==== Supplied material ====
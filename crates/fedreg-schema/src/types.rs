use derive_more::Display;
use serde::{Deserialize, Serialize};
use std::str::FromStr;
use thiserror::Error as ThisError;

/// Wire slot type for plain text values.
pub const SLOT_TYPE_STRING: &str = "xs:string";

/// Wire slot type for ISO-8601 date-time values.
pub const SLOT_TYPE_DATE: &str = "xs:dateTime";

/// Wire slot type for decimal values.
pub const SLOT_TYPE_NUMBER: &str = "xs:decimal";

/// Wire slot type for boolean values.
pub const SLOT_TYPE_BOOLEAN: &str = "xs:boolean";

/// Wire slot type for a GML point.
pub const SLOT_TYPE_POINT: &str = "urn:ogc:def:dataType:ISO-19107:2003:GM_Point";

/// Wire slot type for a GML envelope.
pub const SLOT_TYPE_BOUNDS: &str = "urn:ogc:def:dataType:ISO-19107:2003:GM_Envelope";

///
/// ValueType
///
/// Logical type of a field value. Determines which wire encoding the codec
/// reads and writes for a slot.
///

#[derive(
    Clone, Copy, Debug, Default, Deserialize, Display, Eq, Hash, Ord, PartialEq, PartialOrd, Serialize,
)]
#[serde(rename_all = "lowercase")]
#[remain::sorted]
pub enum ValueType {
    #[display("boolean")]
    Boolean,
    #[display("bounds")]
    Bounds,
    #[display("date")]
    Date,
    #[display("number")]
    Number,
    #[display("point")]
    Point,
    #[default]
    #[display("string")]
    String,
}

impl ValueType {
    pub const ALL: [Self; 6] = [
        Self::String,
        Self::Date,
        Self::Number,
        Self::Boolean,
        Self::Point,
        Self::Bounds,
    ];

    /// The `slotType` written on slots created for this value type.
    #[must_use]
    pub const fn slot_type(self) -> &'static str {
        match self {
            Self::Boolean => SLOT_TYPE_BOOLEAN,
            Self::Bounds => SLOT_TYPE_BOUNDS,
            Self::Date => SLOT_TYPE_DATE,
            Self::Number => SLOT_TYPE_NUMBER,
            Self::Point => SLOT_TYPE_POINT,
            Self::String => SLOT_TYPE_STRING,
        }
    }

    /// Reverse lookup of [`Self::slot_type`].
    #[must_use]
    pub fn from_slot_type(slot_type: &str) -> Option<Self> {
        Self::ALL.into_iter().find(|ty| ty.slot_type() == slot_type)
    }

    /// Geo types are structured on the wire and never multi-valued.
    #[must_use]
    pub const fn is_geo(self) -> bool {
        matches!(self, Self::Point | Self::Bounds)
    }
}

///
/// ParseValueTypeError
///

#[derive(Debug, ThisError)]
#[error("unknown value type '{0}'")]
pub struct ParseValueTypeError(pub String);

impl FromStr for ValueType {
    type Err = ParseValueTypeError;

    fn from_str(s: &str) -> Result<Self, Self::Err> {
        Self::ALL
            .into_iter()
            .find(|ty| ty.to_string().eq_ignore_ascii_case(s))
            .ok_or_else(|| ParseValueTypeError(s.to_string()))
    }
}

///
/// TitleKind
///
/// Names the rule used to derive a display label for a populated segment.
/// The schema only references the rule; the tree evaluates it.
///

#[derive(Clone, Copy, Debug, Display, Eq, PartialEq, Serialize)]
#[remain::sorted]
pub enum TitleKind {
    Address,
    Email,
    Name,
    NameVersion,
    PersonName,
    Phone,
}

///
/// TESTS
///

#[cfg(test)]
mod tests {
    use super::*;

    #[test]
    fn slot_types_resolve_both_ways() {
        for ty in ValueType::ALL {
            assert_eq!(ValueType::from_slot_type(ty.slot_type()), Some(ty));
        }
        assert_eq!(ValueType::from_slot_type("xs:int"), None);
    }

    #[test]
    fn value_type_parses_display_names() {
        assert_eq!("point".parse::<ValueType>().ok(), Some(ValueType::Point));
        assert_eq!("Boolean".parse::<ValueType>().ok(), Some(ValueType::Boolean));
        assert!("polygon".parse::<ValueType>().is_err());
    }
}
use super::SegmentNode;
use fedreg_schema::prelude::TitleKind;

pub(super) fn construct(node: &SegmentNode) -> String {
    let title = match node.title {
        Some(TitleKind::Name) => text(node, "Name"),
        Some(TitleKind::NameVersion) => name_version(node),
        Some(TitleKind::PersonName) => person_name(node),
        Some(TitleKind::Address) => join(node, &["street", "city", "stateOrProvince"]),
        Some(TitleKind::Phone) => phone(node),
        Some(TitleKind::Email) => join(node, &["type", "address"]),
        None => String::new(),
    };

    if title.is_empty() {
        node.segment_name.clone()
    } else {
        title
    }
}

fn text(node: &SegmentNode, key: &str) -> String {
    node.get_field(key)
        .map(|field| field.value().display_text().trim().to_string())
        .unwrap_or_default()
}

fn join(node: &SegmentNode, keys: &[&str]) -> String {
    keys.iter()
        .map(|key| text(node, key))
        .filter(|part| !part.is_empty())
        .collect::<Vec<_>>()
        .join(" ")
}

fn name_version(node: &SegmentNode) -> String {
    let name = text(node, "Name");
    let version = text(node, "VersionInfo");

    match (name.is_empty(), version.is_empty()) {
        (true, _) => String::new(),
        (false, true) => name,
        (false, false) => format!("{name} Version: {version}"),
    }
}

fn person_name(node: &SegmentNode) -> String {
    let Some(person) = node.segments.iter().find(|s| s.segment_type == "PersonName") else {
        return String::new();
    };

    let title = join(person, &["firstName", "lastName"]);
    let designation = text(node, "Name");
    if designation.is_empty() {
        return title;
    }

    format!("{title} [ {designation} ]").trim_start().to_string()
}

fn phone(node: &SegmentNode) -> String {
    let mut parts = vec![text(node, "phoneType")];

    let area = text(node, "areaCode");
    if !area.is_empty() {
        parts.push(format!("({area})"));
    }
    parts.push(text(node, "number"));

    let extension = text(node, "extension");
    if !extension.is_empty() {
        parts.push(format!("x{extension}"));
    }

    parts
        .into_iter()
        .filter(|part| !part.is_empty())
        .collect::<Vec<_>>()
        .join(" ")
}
====
==== Supplied material ====
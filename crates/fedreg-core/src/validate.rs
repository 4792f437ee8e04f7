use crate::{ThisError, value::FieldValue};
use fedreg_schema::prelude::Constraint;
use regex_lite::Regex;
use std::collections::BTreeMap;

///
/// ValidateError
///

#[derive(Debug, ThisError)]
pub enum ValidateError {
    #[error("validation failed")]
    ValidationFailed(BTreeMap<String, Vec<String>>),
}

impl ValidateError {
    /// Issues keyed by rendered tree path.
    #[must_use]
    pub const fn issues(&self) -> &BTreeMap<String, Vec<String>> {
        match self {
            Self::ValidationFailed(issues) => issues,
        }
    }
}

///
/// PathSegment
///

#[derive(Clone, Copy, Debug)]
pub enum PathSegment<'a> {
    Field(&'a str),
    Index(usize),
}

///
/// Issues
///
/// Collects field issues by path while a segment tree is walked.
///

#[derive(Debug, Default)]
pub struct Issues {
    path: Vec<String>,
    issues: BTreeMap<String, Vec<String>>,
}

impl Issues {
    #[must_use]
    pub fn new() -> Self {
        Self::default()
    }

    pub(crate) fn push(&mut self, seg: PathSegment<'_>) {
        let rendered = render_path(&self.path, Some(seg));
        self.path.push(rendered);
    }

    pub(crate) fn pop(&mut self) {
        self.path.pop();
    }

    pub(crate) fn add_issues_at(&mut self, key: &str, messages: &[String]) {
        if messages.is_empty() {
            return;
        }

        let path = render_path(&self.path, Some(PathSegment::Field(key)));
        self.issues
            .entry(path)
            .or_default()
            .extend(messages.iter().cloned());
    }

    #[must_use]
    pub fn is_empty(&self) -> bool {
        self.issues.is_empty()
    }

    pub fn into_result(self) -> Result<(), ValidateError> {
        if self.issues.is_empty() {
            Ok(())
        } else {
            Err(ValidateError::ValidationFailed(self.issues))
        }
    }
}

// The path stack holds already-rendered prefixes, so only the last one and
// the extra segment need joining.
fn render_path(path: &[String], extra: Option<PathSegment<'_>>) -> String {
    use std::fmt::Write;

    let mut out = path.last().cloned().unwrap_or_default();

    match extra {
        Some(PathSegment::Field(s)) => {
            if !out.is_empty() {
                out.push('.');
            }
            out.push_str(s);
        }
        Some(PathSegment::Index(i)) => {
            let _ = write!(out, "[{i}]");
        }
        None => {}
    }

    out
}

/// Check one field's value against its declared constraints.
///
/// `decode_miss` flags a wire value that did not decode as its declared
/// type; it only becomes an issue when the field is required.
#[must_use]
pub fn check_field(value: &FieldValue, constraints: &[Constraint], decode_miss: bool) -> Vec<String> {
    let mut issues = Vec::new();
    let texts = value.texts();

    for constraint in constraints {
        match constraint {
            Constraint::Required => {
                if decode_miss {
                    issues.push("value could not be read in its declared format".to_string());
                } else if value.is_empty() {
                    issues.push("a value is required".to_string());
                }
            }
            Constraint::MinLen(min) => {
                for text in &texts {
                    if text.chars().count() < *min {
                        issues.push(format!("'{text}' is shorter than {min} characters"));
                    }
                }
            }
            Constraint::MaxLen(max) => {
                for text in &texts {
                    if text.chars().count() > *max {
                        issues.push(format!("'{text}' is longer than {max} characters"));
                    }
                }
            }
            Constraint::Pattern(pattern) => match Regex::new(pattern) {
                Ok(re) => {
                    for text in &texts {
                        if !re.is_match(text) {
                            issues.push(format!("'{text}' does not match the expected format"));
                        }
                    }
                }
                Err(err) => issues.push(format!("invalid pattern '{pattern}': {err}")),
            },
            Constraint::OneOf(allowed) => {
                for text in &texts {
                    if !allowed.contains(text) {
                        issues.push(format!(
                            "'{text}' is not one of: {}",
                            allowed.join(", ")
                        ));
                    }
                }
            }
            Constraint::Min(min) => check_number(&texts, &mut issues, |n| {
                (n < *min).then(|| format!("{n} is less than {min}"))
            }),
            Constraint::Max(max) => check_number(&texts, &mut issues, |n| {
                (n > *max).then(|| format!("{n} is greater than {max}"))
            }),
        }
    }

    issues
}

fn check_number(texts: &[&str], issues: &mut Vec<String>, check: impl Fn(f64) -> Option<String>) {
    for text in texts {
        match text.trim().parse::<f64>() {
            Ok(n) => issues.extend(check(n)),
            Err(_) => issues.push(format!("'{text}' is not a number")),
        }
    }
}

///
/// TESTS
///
====
==== Supplied material ====
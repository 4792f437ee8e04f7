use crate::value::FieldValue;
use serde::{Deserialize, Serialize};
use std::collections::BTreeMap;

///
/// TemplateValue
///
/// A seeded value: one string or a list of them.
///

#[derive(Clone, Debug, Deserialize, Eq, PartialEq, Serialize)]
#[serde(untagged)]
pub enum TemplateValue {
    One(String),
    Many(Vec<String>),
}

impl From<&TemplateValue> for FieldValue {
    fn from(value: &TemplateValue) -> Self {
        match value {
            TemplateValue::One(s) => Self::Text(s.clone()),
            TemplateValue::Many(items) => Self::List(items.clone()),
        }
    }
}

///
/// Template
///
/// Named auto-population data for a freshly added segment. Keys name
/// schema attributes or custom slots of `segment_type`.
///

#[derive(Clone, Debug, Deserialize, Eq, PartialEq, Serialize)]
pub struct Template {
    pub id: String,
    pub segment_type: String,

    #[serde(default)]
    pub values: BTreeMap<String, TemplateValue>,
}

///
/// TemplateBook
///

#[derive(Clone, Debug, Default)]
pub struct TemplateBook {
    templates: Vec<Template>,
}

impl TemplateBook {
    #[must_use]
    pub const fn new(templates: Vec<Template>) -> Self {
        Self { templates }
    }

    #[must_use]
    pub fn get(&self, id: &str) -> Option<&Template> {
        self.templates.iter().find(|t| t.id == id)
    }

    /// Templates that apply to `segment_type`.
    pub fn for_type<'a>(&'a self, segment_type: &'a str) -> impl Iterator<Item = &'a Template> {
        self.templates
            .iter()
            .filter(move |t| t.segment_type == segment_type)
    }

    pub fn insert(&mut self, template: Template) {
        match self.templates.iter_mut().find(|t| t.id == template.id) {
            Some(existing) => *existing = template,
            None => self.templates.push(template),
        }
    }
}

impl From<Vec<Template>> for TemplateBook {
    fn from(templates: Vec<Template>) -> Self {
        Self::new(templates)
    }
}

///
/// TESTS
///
====
Exercise aim → Wherever the string "PersonName" appears in the records, copy the whole line.

Output →
    PersonName,
        Some(TitleKind::PersonName) => person_name(node),
    let Some(person) = node.segments.iter().find(|s| s.segment_type == "PersonName") else {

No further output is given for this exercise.